If you follow the link at the top of the page, you will see that for between US$150-$160 you receive the following.



In one insert you will receive a general motherboard manual, a uGuru user's manual along with a very handy quick installation guide, a motherboard jumper guide and the usual motherboard driver CD. If per chance you will be setting up a SATA or a SATA RAID array, the included floppy diskette can be inserted once you start installing windows.
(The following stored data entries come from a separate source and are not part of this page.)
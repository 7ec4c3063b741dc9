//! Server setup and lifecycle management

use crate::api::{create_router, AppState};
use crate::config::ServiceConfig;
use crate::error::{ServiceError, ServiceResult};
use crate::storage::{InMemoryStorage, Storage};
use chrono::Utc;
use std::sync::Arc;
use tokio::net::TcpListener;

/// Tradeguard API server
pub struct Server {
    config: ServiceConfig,
    storage: Arc<dyn Storage>,
}

impl Server {
    /// Create a new server with the given configuration
    pub fn new(config: ServiceConfig) -> Self {
        let storage: Arc<dyn Storage> = if config.storage.seed_fixtures {
            Arc::new(InMemoryStorage::seeded(Utc::now()))
        } else {
            Arc::new(InMemoryStorage::new())
        };

        Self { config, storage }
    }

    /// Run the server until shutdown
    pub async fn run(self) -> ServiceResult<()> {
        let addr = self.config.server.listen_addr;

        let state = AppState::new(self.storage.clone());
        let app = create_router(state, self.config.server.enable_cors);

        let listener = TcpListener::bind(addr).await?;

        tracing::info!("Tradeguard service listening on {}", addr);
        tracing::info!(seed_fixtures = self.config.storage.seed_fixtures, "Storage ready");

        axum::serve(listener, app)
            .with_graceful_shutdown(shutdown_signal())
            .await
            .map_err(|e| ServiceError::Server(e.to_string()))?;

        tracing::info!("Tradeguard service shutting down");

        Ok(())
    }
}

/// Graceful shutdown signal handler
async fn shutdown_signal() {
    let ctrl_c = async {
        tokio::signal::ctrl_c()
            .await
            .expect("Failed to install Ctrl+C handler");
    };

    #[cfg(unix)]
    let terminate = async {
        tokio::signal::unix::signal(tokio::signal::unix::SignalKind::terminate())
            .expect("Failed to install signal handler")
            .recv()
            .await;
    };

    #[cfg(not(unix))]
    let terminate = std::future::pending::<()>();

    tokio::select! {
        _ = ctrl_c => {
            tracing::info!("Received Ctrl+C, initiating graceful shutdown");
        }
        _ = terminate => {
            tracing::info!("Received terminate signal, initiating graceful shutdown");
        }
    }
}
Abit has never been one to come up short on helpful documentation. Every conceivable question I came up with was quickly answered by reading the included paperwork. Not once during the installation, setup and testing did I have to resort to an online search for a missing information.


 

 


The second insert contained two IDE ribbon and four SATA data cables along with the rear USB 2.0/Firewire connection panel and the motherboard I/O shield plate. Although the hardware package was rather well complimented, I would have liked to have seen at least two SATA power cables included for easier installation. Some power supplies do have native power support but in most cases, neither the harddrive or the power supplies come with any power connections unless you buy a retail boxed product.



Moving along to the actual motherboard, the red PCB based AA8 is a very attractive motherboard that could easily be incorporated into any windowed computer case. One thing that seems to jump out in the picture is the large northbridge heatsink and the orange and green DDR slots used to distinguish between the two DDRII memory channels.
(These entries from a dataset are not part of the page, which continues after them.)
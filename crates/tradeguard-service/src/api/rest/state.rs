//! Shared handler state

use crate::storage::Storage;
use chrono::{DateTime, Utc};
use std::sync::Arc;

/// State shared by every handler.
#[derive(Clone)]
pub struct AppState {
    pub storage: Arc<dyn Storage>,
    pub started_at: DateTime<Utc>,
}

impl AppState {
    pub fn new(storage: Arc<dyn Storage>) -> Self {
        Self {
            storage,
            started_at: Utc::now(),
        }
    }
}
Let's move onto the next section where we get up and personal with ABIT's Alderwood offering.

 

PRODUCT PICTORIAL & WALKTHROUGH



The bottom right hand corner of the motherboard houses the front panel connections, the main BIOS chip along with the uGuru chip seen above the digital LED. The LED display illuminates the startup diagnostic codes and displays all the normal startups codes every time you boot up your system. If a boot problem occurs, you can easy take a look at the displayed number that halted the boot process and reference the problem with the code listing in the back of the user's manual. This feature take a lot of the guess work out of the troubleshooting and will point you to the exact problem that occurred or what failed to initialize. This feature by far should be considered a "must have" for the overclocker and tweaker.
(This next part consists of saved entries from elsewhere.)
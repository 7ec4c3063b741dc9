//! Health handler

use crate::api::rest::state::AppState;
use axum::{extract::State, Json};
use chrono::Utc;
use serde::Serialize;

/// Health check response
#[derive(Debug, Serialize)]
#[serde(rename_all = "camelCase")]
pub struct HealthResponse {
    pub status: String,
    pub version: String,
    pub uptime_secs: u64,
}

/// Liveness probe
pub async fn health_check(State(state): State<AppState>) -> Json<HealthResponse> {
    let uptime_secs = (Utc::now() - state.started_at).num_seconds().max(0) as u64;

    Json(HealthResponse {
        status: "ok".to_string(),
        version: env!("CARGO_PKG_VERSION").to_string(),
        uptime_secs,
    })
}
Other than the clear CMOS jumper in the top right hand corner of the photo, between the BIOS chip and the southbridge is the four SATA data connections. As I have said in earlier Alderwood reviews, update to at least one SATA drive if you want to take full advantage of your new LGA775 based system. The harddrive is considered the slowest component in the motherboard and using a standard ATA-133 drive will only hinder your new system's abilities.


Now if you want to take full advantage of your new computer, you should definitely pick up two SATA drives and take advantage of Intel's Matrix Storage Technology.



What Matrix RAID allows you to do is install a RAID 1 (Mirror) array and a RAID 0 (stripe) array on two hard drives. Some people might ask "Why do I want to do that?" Well, for one, you will have the best of both worlds. You will have the data redundancy and of a RAID 1 mirror for your operating system and important files and also have the high performance RAID 0 stripe for your games and whatever you want to load as fast as possible. Essentially you get the advantages with only two SATA drives instead of four needed on a standard SATA RAID setup.